China brings back controversial anal Covid swabs weeks before Winter Olympics

China has re-introduced controversial anal swab tests for Covid amid the spread of the Omicron variant, two weeks before the start of the Beijing Winter Olympics.

Anal Covid tests involve placing a two-inch long cotton swab inside a patient's rectum, rotating it, before removing it and sending it to a lab for analysis.

The method became prevalent in Beijing after a nine-year-old boy tested positive in January 2021, but the swabs became a point of controversy in March 2021 when their use was expanded to foreign travellers visiting the city.
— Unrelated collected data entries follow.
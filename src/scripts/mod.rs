//! Named interaction sequences
//!
//! A script drives one connected page through the steps of a test case.
//! The executor looks scripts up by name in a [`ScriptRegistry`].

mod chat;

use std::sync::Arc;
use std::time::Duration;

use async_trait::async_trait;

use crate::common::config::Config;
use crate::common::{Error, Result};
use crate::driver::Page;
use crate::testing::{ElementRegistry, TestCase};

pub use chat::ChatScript;

/// Everything a script may read while it runs
pub struct ScriptContext<'a> {
    pub config: &'a Config,
    pub elements: &'a ElementRegistry,
    pub case: &'a TestCase,
    /// Resolved wait for the reply indicator
    pub reply_timeout: Duration,
}

#[async_trait]
pub trait Script: Send + Sync {
    fn name(&self) -> &'static str;

    fn description(&self) -> &'static str;

    /// Run the interaction sequence; the first failing step aborts it
    async fn run(&self, page: &mut dyn Page, ctx: &ScriptContext<'_>) -> Result<()>;
}

/// Scripts available by name
#[derive(Clone, Default)]
pub struct ScriptRegistry {
    scripts: Vec<Arc<dyn Script>>,
}

impl ScriptRegistry {
    /// Registry holding the built-in scripts
    pub fn builtin() -> Self {
        let mut registry = Self::default();
        registry.register(Arc::new(ChatScript));
        registry
    }

    /// Add a script, replacing any script of the same name
    pub fn register(&mut self, script: Arc<dyn Script>) {
        self.scripts.retain(|s| s.name() != script.name());
        self.scripts.push(script);
    }

    pub fn find(&self, name: &str) -> Result<Arc<dyn Script>> {
        self.scripts
            .iter()
            .find(|s| s.name() == name)
            .cloned()
            .ok_or_else(|| Error::script_not_found(name, &self.available()))
    }

    /// Registered script names, sorted
    pub fn available(&self) -> Vec<&'static str> {
        let mut names: Vec<_> = self.scripts.iter().map(|s| s.name()).collect();
        names.sort_unstable();
        names
    }

    pub fn iter(&self) -> impl Iterator<Item = &Arc<dyn Script>> {
        self.scripts.iter()
    }
}

#[cfg(test)]
mod tests {
    use super::*;

    struct Noop;

    #[async_trait]
    impl Script for Noop {
        fn name(&self) -> &'static str {
            "noop"
        }

        fn description(&self) -> &'static str {
            "does nothing"
        }

        async fn run(&self, _page: &mut dyn Page, _ctx: &ScriptContext<'_>) -> Result<()> {
            Ok(())
        }
    }

    #[test]
    fn test_builtin_has_chat_script() {
        let registry = ScriptRegistry::builtin();
        assert_eq!(registry.find("automate-chat").unwrap().name(), "automate-chat");
    }

    #[test]
    fn test_unknown_script_lists_available() {
        let mut registry = ScriptRegistry::builtin();
        registry.register(Arc::new(Noop));
        match registry.find("missing") {
            Err(Error::ScriptNotFound { available, .. }) => {
                assert_eq!(available, "automate-chat, noop")
            }
            Err(other) => panic!("unexpected error: {}", other),
            Ok(_) => panic!("found a script that was never registered"),
        }
    }

    #[test]
    fn test_register_replaces_same_name() {
        let mut registry = ScriptRegistry::default();
        registry.register(Arc::new(Noop));
        registry.register(Arc::new(Noop));
        assert_eq!(registry.available(), vec!["noop"]);
    }
}
//! Recency: extrapolating the latest returns.

use super::BiasPolicy;

/// Tilts expected returns towards the annualised mean of the last
/// `window` realised asset returns:
/// `μ_subj = (1 − ρ)·μ + ρ·ppy·mean(last N)`.
#[derive(Clone, Debug, PartialEq)]
pub struct Recency {
    /// Bias strength in [0, 1]
    pub strength: f64,
    /// Number of recent periods considered
    pub window: usize,
    /// Periods per year, used to annualise the recent mean
    pub periods_per_year: usize,
}

impl BiasPolicy for Recency {
    fn name(&self) -> &'static str {
        "recency"
    }

    fn is_active(&self) -> bool {
        self.strength > 0.0 && self.window > 0
    }

    fn adjust_expected_returns(
        &self,
        expected: &[f64],
        recent_asset_returns: &[Vec<f64>],
    ) -> Vec<f64> {
        let start = recent_asset_returns.len().saturating_sub(self.window);
        let window = &recent_asset_returns[start..];
        if window.is_empty() {
            return expected.to_vec();
        }
        let ppy = self.periods_per_year as f64;
        expected
            .iter()
            .enumerate()
            .map(|(i, mu)| {
                let recent = window
                    .iter()
                    .map(|period| period.get(i).copied().unwrap_or(0.0))
                    .sum::<f64>()
                    / window.len() as f64;
                (1.0 - self.strength) * mu + self.strength * ppy * recent
            })
            .collect()
    }
}

#[cfg(test)]
mod tests {
    use super::*;
    use approx::assert_relative_eq;

    #[test]
    fn test_uses_last_window_only() {
        let r = Recency {
            strength: 0.5,
            window: 2,
            periods_per_year: 12,
        };
        let history = vec![vec![-0.5, 0.0], vec![0.02, 0.0], vec![0.04, 0.01]];
        let subjective = r.adjust_expected_returns(&[0.08, 0.03], &history);
        // mean of the last two equity returns is 0.03, i.e. 0.36 annualised
        assert_relative_eq!(subjective[0], 0.5 * 0.08 + 0.5 * 0.36, epsilon = 1e-12);
        assert_relative_eq!(subjective[1], 0.5 * 0.03 + 0.5 * 0.06, epsilon = 1e-12);
    }

    #[test]
    fn test_empty_history_is_identity() {
        let r = Recency {
            strength: 0.9,
            window: 3,
            periods_per_year: 12,
        };
        assert_eq!(r.adjust_expected_returns(&[0.05], &[]), vec![0.05]);
    }
}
Beijing's epidemic control department said at the time that international arrivals could be ordered to take one, but that not everyone flying into the city had to.

Concerns have been raised about anal swabs from officials in the US, Japan, South Korea and Germany.

China was forced to deny that they were a requirement for US diplomats, and doctors defended the tests to state media, claiming that they can better detect infections as traces of the virus last longer in the rectum than in the respiratory tract.

Now, The Beijing News report that 27 people in one of the city's apartment buildings were anally swabbed on January 15 this year, after a 26-year-old inhabitant of the building became the first recorded case of Omicron in Beijing.

According to local reports, there have now been 11 confirmed Omicron cases in the capital as of Thursday, and strict lockdown and testing measures have been introduced.

Beijing's Haidian district – where the cases were detected – has now been closed off with barriers whilst testing continues.

This week Covid cases reached their highest levels in China since March 2020, leading authorities to cancel the sale of Winter Olympics tickets.

Fans from outside of China were already banned, and now only 'selected' people will be able to spectate.

Organisers also said today that the Olympic torch relay will be cordoned off from the public. The relay had already been scaled back significantly given the country's Covid restrictions.